-- RECORDS FOR PROCESSING follows --
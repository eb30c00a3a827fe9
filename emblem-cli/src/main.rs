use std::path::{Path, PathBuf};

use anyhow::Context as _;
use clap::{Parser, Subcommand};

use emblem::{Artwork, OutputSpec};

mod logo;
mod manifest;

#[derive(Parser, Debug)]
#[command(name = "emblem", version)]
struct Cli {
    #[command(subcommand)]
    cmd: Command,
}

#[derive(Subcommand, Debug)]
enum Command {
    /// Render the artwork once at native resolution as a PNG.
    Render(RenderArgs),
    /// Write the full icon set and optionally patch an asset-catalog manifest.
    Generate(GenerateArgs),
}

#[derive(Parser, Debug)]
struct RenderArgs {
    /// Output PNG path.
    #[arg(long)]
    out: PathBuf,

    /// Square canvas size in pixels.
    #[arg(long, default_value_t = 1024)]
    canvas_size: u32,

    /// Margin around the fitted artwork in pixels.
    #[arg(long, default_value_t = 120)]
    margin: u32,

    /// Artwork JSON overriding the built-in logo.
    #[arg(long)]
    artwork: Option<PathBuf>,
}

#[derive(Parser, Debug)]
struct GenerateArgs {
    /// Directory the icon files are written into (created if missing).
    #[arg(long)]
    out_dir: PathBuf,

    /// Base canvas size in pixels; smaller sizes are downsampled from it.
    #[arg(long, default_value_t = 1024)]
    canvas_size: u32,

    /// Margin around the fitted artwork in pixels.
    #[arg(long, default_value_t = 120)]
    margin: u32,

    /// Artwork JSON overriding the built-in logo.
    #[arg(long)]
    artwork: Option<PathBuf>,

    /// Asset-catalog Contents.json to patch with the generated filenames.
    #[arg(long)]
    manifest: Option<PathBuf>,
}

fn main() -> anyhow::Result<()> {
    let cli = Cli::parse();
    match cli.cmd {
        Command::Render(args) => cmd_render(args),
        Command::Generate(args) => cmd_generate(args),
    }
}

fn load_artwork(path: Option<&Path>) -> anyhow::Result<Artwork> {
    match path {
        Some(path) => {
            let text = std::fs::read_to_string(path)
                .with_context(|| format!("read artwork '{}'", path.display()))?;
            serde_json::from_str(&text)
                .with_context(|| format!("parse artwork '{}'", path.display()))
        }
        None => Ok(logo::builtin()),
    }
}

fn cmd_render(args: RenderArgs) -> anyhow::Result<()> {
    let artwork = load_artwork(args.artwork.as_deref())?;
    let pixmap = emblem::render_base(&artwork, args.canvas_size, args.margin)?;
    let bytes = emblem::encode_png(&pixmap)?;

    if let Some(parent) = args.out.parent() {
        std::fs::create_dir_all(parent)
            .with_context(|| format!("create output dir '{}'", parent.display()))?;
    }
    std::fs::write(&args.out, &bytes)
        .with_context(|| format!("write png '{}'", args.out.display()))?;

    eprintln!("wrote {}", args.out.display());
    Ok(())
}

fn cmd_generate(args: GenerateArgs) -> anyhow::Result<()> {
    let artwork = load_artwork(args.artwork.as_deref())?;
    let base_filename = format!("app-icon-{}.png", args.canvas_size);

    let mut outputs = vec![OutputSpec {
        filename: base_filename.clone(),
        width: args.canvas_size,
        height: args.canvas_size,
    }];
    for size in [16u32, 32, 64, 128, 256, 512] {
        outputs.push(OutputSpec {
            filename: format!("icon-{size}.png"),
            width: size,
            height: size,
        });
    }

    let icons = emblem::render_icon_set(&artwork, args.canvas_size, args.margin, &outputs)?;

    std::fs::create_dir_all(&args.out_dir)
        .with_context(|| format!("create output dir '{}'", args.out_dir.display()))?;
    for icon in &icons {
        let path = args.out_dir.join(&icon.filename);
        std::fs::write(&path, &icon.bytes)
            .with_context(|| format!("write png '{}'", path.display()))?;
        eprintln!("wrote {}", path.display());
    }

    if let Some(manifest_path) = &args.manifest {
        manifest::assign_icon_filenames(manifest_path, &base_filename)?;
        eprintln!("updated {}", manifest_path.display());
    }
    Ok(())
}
-- RECORDS FOR PROCESSING concluded --
- [WHAT YOU WILL DO]:
Exactly as given, repeat each line above.

- [SOLUTION]:
repository eb30c00a3a827fe9
filename emblem-cli/src/main.rs
use std::path::{Path, PathBuf};

use anyhow::Context as _;
use clap::{Parser, Subcommand};

use emblem::{Artwork, OutputSpec};

mod logo;
mod manifest;

#[derive(Parser, Debug)]
#[command(name = "emblem", version)]
struct Cli {
    #[command(subcommand)]
    cmd: Command,
}

#[derive(Subcommand, Debug)]
enum Command {
    /// Render the artwork once at native resolution as a PNG.
    Render(RenderArgs),
    /// Write the full icon set and optionally patch an asset-catalog manifest.
    Generate(GenerateArgs),
}

#[derive(Parser, Debug)]
struct RenderArgs {
    /// Output PNG path.
    #[arg(long)]
    out: PathBuf,

    /// Square canvas size in pixels.
    #[arg(long, default_value_t = 1024)]
    canvas_size: u32,

    /// Margin around the fitted artwork in pixels.
    #[arg(long, default_value_t = 120)]
    margin: u32,

    /// Artwork JSON overriding the built-in logo.
    #[arg(long)]
    artwork: Option<PathBuf>,
}

#[derive(Parser, Debug)]
struct GenerateArgs {
    /// Directory the icon files are written into (created if missing).
    #[arg(long)]
    out_dir: PathBuf,

    /// Base canvas size in pixels; smaller sizes are downsampled from it.
    #[arg(long, default_value_t = 1024)]
    canvas_size: u32,

    /// Margin around the fitted artwork in pixels.
    #[arg(long, default_value_t = 120)]
    margin: u32,

    /// Artwork JSON overriding the built-in logo.
    #[arg(long)]
    artwork: Option<PathBuf>,

    /// Asset-catalog Contents.json to patch with the generated filenames.
    #[arg(long)]
    manifest: Option<PathBuf>,
}

fn main() -> anyhow::Result<()> {
    let cli = Cli::parse();
    match cli.cmd {
        Command::Render(args) => cmd_render(args),
        Command::Generate(args) => cmd_generate(args),
    }
}

fn load_artwork(path: Option<&Path>) -> anyhow::Result<Artwork> {
    match path {
        Some(path) => {
            let text = std::fs::read_to_string(path)
                .with_context(|| format!("read artwork '{}'", path.display()))?;
            serde_json::from_str(&text)
                .with_context(|| format!("parse artwork '{}'", path.display()))
        }
        None => Ok(logo::builtin()),
    }
}

fn cmd_render(args: RenderArgs) -> anyhow::Result<()> {
    let artwork = load_artwork(args.artwork.as_deref())?;
    let pixmap = emblem::render_base(&artwork, args.canvas_size, args.margin)?;
    let bytes = emblem::encode_png(&pixmap)?;

    if let Some(parent) = args.out.parent() {
        std::fs::create_dir_all(parent)
            .with_context(|| format!("create output dir '{}'", parent.display()))?;
    }
    std::fs::write(&args.out, &bytes)
        .with_context(|| format!("write png '{}'", args.out.display()))?;

    eprintln!("wrote {}", args.out.display());
    Ok(())
}

fn cmd_generate(args: GenerateArgs) -> anyhow::Result<()> {
    let artwork = load_artwork(args.artwork.as_deref())?;
    let base_filename = format!("app-icon-{}.png", args.canvas_size);

    let mut outputs = vec![OutputSpec {
        filename: base_filename.clone(),
        width: args.canvas_size,
        height: args.canvas_size,
    }];
    for size in [16u32, 32, 64, 128, 256, 512] {
        outputs.push(OutputSpec {
            filename: format!("icon-{size}.png"),
            width: size,
            height: size,
        });
    }

    let icons = emblem::render_icon_set(&artwork, args.canvas_size, args.margin, &outputs)?;

    std::fs::create_dir_all(&args.out_dir)
        .with_context(|| format!("create output dir '{}'", args.out_dir.display()))?;
    for icon in &icons {
        let path = args.out_dir.join(&icon.filename);
        std::fs::write(&path, &icon.bytes)
            .with_context(|| format!("write png '{}'", path.display()))?;
        eprintln!("wrote {}", path.display());
    }

    if let Some(manifest_path) = &args.manifest {
        manifest::assign_icon_filenames(manifest_path, &base_filename)?;
        eprintln!("updated {}", manifest_path.display());
    }
    Ok(())
}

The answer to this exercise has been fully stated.